Among English-speaking readers these last three have had and should have widest possible interest and attention. The Page Letters, with their passionate and moving advocacy of the cause of Great Britain and her allies, and their pathetic but magnificent picture of Great Britain in war time, have already had hosts of admirers and enemies all over the world. The simple, straightforward narrative by him who guided England’s foreign policy during the period of the “Entente Cordiale” and when the Great War came is a classic of its kind. Most interesting, however, to most readers in the United States, will be the work of Colonel House, for it reveals more of the inner history of numerous recent great events in this country perhaps than any book ever published here.
Not often can there be such a book, for few writers can make such revelations. There have been many accounts by statesmen and generals of things in which they had part. Generally their narratives for the most part concern some one country or a particular department of affairs. But here is an account almost such as might have come from William III—long the leader against Louis XIV, immersed in English and Dutch affairs, and closely connected with the diplomacy of other European countries, had he been able to publish about 1714 an account of the Revolution of 1688, the Partition Treaties, and the War of the Spanish Succession.

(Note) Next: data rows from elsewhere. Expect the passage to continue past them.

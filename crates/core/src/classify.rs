use std::fmt;
use std::str::FromStr;
use std::sync::OnceLock;

use serde::{Deserialize, Serialize};

use crate::error::{Result, TraceError};
use crate::model::span::Span;

#[derive(Debug, Clone, Copy, Serialize, Deserialize, PartialEq, Eq, Hash, PartialOrd, Ord)]
#[serde(rename_all = "lowercase")]
pub enum Category {
    Agent,
    Llm,
    Tool,
    Other,
}

impl Category {
    pub const ALL: [Category; 4] = [Self::Agent, Self::Llm, Self::Tool, Self::Other];

    pub fn as_str(self) -> &'static str {
        match self {
            Self::Agent => "agent",
            Self::Llm => "llm",
            Self::Tool => "tool",
            Self::Other => "other",
        }
    }
}

impl fmt::Display for Category {
    fn fmt(&self, f: &mut fmt::Formatter<'_>) -> fmt::Result {
        f.write_str(self.as_str())
    }
}

impl FromStr for Category {
    type Err = TraceError;

    fn from_str(s: &str) -> Result<Self> {
        match s.trim().to_ascii_lowercase().as_str() {
            "agent" => Ok(Self::Agent),
            "llm" => Ok(Self::Llm),
            "tool" => Ok(Self::Tool),
            "other" => Ok(Self::Other),
            _ => Err(TraceError::Parse(format!("unknown category: {s}"))),
        }
    }
}

/// One classification rule: a span matches when its lower-cased name
/// contains any marker, or when any of the attribute keys is present.
#[derive(Debug, Clone, Serialize, Deserialize, PartialEq, Eq)]
pub struct CategoryRule {
    pub category: Category,
    pub name_markers: Vec<String>,
    pub attribute_keys: Vec<String>,
}

impl CategoryRule {
    pub fn new(category: Category, name_markers: &[&str], attribute_keys: &[&str]) -> Self {
        Self {
            category,
            name_markers: name_markers.iter().map(|m| m.to_lowercase()).collect(),
            attribute_keys: attribute_keys.iter().map(|k| k.to_string()).collect(),
        }
    }

    fn matches(&self, lowered_name: &str, span: &Span) -> bool {
        self.name_markers.iter().any(|m| lowered_name.contains(m.as_str()))
            || self.attribute_keys.iter().any(|k| span.attr(k).is_some())
    }
}

/// Ordered rule table. The first matching rule decides, so a span named
/// `agent-tool` is an agent span even though it also names a tool.
#[derive(Debug, Clone, Serialize, Deserialize, PartialEq, Eq)]
pub struct Classifier {
    rules: Vec<CategoryRule>,
}

impl Default for Classifier {
    fn default() -> Self {
        Self::new(vec![
            CategoryRule::new(Category::Agent, &["agent"], &["gen_ai.agent.name"]),
            CategoryRule::new(
                Category::Llm,
                &["llm", "bedrock", "converse"],
                &["gen_ai.system"],
            ),
            CategoryRule::new(Category::Tool, &["tool"], &["gen_ai.tool.name"]),
        ])
    }
}

impl Classifier {
    pub fn new(rules: Vec<CategoryRule>) -> Self {
        let rules = rules
            .into_iter()
            .map(|mut rule| {
                for marker in &mut rule.name_markers {
                    *marker = marker.to_lowercase();
                }
                rule
            })
            .collect();
        Self { rules }
    }

    pub fn rules(&self) -> &[CategoryRule] {
        &self.rules
    }

    pub fn classify(&self, span: &Span) -> Category {
        let name = span.name.to_lowercase();
        self.rules
            .iter()
            .find(|rule| rule.matches(&name, span))
            .map(|rule| rule.category)
            .unwrap_or(Category::Other)
    }
}

fn default_classifier() -> &'static Classifier {
    static DEFAULT: OnceLock<Classifier> = OnceLock::new();
    DEFAULT.get_or_init(Classifier::default)
}

/// Classifies a span with the default rule table.
pub fn classify(span: &Span) -> Category {
    default_classifier().classify(span)
}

Colonel House once wrote of his life as more interesting than any romance. In student days he neglected required studies as much as he could for politics and events at first hand, and later he delighted in intercourse with people and knowledge of public affairs. After his marriage, he devoted the intervals of a successful business career to study of politics and cultivation of numerous friendships. His residence in Austin was a center of entertainment, with guests from all over the world, and he made one governor of the state after another. “Your success has been without a parallel in Texas politics,” wrote one whom he had supported. Meanwhile he gave much of his time to reading and study. He was a progressive about politics and social questions, and his interest in national and international affairs became wider and wider. By 1900 he was wishing for part in great matters. Ten years later he went to New York determined to help find the proper leader for the Democratic Party. How much choice of Wilson was owing to him, and how the nomination in 1912 came from careful work that he did is told in these Papers for the first time. Apparently the reelection of Wilson in 1916 was owing in great part to admirable strategy and organization directed by House, who had mastered the art long before in Texas.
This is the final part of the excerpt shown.